If you are struggling with Adderall abuse and addiction, it’s important to seek help the moment you notice the signs. If you have experienced any symptoms of addiction, contact a medical professional immediately.


FAQs

What is Adderall?

Adderall is a prescription drug made from the combination of amphetamine and dextroamphetamine. It is used to treat and manage symptoms of ADHD and narcolepsy, but is abused by people trying to boost performance in school and work, because of how it affects the brain.

How is Adderall used?

Under prescription, Adderall tablets are ingested orally. However, recreational users (seeking to induce a near-instant effect) crush the tablets and subsequently snort the drug.

Is Adderall addictive?

Yes. Adderall is addictive for people who don’t use it under prescription and those that use the drug beyond what is prescribed.

Who abuses Adderall?

People seeking to boost performance (like students, athletes and professionals) tend to abuse Adderall. People with eating disorders often use the drug’s appetite-inhibitory properties to control their binges.

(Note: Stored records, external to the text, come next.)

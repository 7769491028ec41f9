//! Single-slot synchronous IPC rendezvous.
//!
//! Every environment has exactly one receive slot ([`crate::process::IpcState`]).
//! `recv` parks the caller in that slot; `try_send` is the non-blocking
//! producer side that fills it. There is no queueing -- a sender that loses
//! the race to a slot gets `IpcNotRecv` and is expected to retry (typically
//! via `yield`).

use crate::{
    config::UTOP,
    error::{KernelError, KernelResult},
    mm::{check_user_va, FrameAllocator, PagePerm},
    process::{EnvId, EnvStatus, EnvTable},
};

pub fn init() {
    crate::println!("[IPC] rendezvous ready");
}

/// Block the caller in `ipc_recv`.
///
/// `dstva` below [`UTOP`] opts into a page transfer and must be
/// page-aligned; `dstva >= UTOP` declines one.
pub fn recv(envs: &EnvTable, caller: EnvId, dstva: usize) -> KernelResult<()> {
    if dstva < UTOP {
        check_user_va(dstva)?;
    }

    envs.with_env_mut(caller, |env| {
        env.ipc.recving = true;
        env.ipc.dstva = dstva;
        env.status = EnvStatus::NotRunnable;
    })
}

/// Attempt to deliver `value` (and, optionally, a page) to `target`.
///
/// Unlike every other syscall that names an `envid`, this does **not**
/// checkperm -- any environment may send to any other.
///
/// Argument validation is deliberately ordered to match the reference
/// `sys_ipc_try_send`: `target` existence and its `ipc_recv` readiness are
/// checked first, and only once both hold is `perm_word` (or `srcva`)
/// inspected. A malformed permission word sent at a target that doesn't
/// exist or isn't receiving must surface as `BadEnv`/`IpcNotRecv`, not
/// `InvalidPermission`.
pub fn try_send(
    envs: &EnvTable,
    frames: &FrameAllocator,
    caller: EnvId,
    target: EnvId,
    value: u32,
    srcva: usize,
    perm_word: u64,
) -> KernelResult<()> {
    if !envs.exists(target) {
        return Err(KernelError::BadEnv);
    }
    if !envs.with_env(target, |env| env.ipc.recving)? {
        return Err(KernelError::IpcNotRecv);
    }

    let sending_page = srcva < UTOP;
    let transfer = if sending_page {
        check_user_va(srcva)?;
        let perm = PagePerm::from_syscall_word(perm_word)?;
        let (frame, caller_perm) = envs
            .with_env(caller, |env| env.address_space.lookup(srcva))?
            .ok_or(KernelError::Unmapped { addr: srcva })?;
        if perm.contains(PagePerm::WRITABLE) && !caller_perm.contains(PagePerm::WRITABLE) {
            return Err(KernelError::WriteEscalation);
        }
        let dstva = envs.with_env(target, |env| env.ipc.dstva)?;
        (dstva < UTOP).then_some((frame, perm))
    } else {
        None
    };

    envs.with_env_mut(target, |env| {
        if let Some((frame, perm)) = transfer {
            let dstva = env.ipc.dstva;
            env.address_space.insert(frames, dstva, frame, perm);
            env.ipc.perm = perm;
        } else {
            env.ipc.perm = PagePerm::empty();
        }
        env.ipc.value = value;
        env.ipc.from = caller;
        env.ipc.recving = false;
        env.trapframe.set_return_value(0);
        env.status = EnvStatus::Runnable;
    })
}

#[cfg(test)]
mod tests {
    use super::*;

    #[test]
    fn send_without_receiver_is_rejected() {
        let envs = EnvTable::new();
        let frames = FrameAllocator::new();
        let a = envs.alloc(EnvId::from_raw(0)).unwrap();
        let b = envs.alloc(EnvId::from_raw(0)).unwrap();

        let err = try_send(&envs, &frames, a, b, 42, UTOP, 0).unwrap_err();
        assert_eq!(err, KernelError::IpcNotRecv);
    }

    #[test]
    fn recv_then_send_delivers_value() {
        let envs = EnvTable::new();
        let frames = FrameAllocator::new();
        let a = envs.alloc(EnvId::from_raw(0)).unwrap();
        let b = envs.alloc(EnvId::from_raw(0)).unwrap();

        recv(&envs, b, UTOP).unwrap();
        try_send(&envs, &frames, a, b, 99, UTOP, 0).unwrap();

        envs.with_env(b, |env| {
            assert_eq!(env.ipc.value, 99);
            assert_eq!(env.ipc.from, a);
            assert!(!env.ipc.recving);
            assert_eq!(env.status, EnvStatus::Runnable);
        })
        .unwrap();
    }

    #[test]
    fn page_transfer_requires_both_sides_opted_in() {
        let envs = EnvTable::new();
        let frames = FrameAllocator::new();
        let a = envs.alloc(EnvId::from_raw(0)).unwrap();
        let b = envs.alloc(EnvId::from_raw(0)).unwrap();

        let frame = frames.alloc().unwrap();
        envs.with_env_mut(a, |env| {
            env.address_space
                .insert(&frames, 0x1000, frame, PagePerm::PRESENT | PagePerm::USER);
        })
        .unwrap();

        recv(&envs, b, 0x2000).unwrap();
        try_send(
            &envs,
            &frames,
            a,
            b,
            1,
            0x1000,
            (PagePerm::PRESENT | PagePerm::USER).bits(),
        )
        .unwrap();

        envs.with_env(b, |env| {
            assert!(env.address_space.lookup(0x2000).is_some());
            assert_eq!(env.ipc.perm, PagePerm::PRESENT | PagePerm::USER);
        })
        .unwrap();
    }

    #[test]
    fn write_escalation_is_refused() {
        let envs = EnvTable::new();
        let frames = FrameAllocator::new();
        let a = envs.alloc(EnvId::from_raw(0)).unwrap();
        let b = envs.alloc(EnvId::from_raw(0)).unwrap();

        let frame = frames.alloc().unwrap();
        envs.with_env_mut(a, |env| {
            env.address_space
                .insert(&frames, 0x1000, frame, PagePerm::PRESENT | PagePerm::USER);
        })
        .unwrap();

        recv(&envs, b, 0x2000).unwrap();
        let err = try_send(
            &envs,
            &frames,
            a,
            b,
            1,
            0x1000,
            (PagePerm::PRESENT | PagePerm::USER | PagePerm::WRITABLE).bits(),
        )
        .unwrap_err();
        assert_eq!(err, KernelError::WriteEscalation);
    }

    #[test]
    fn second_sender_loses_the_race() {
        let envs = EnvTable::new();
        let frames = FrameAllocator::new();
        let a = envs.alloc(EnvId::from_raw(0)).unwrap();
        let b = envs.alloc(EnvId::from_raw(0)).unwrap();
        let c = envs.alloc(EnvId::from_raw(0)).unwrap();

        recv(&envs, c, UTOP).unwrap();
        try_send(&envs, &frames, a, c, 1, UTOP, 0).unwrap();
        let err = try_send(&envs, &frames, b, c, 2, UTOP, 0).unwrap_err();
        assert_eq!(err, KernelError::IpcNotRecv);
    }
}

Those afflicted with ADHD may also abuse the drug if they go ‘off prescription’ and take large doses for longer periods.

How can i spot Adderall addiction?

Adderall addiction is accompanied by compulsive and obsessive behaviour towards the drug. If you notice yourself looking to acquire Adderall through any means, then you’re likely addicted.

Is Adderall harmful?

Adderall will cause serious health problems if you abuse it for a long time or use the drug without a prescription.

What is Adderall dependence?

Dependence is a state where your brain and body has become so used to the presence and effects of Adderall that it now needs the drug to perform basic functions.

Because your brain cannot match the level of dopamine produced by Adderall, it will rely on the drug for your new, daily requirements.

Where can I find help?

The best way to get help for your addiction is through rehabilitation and medical care. You can seek emotional help from self-help and support groups, as well as family and friends.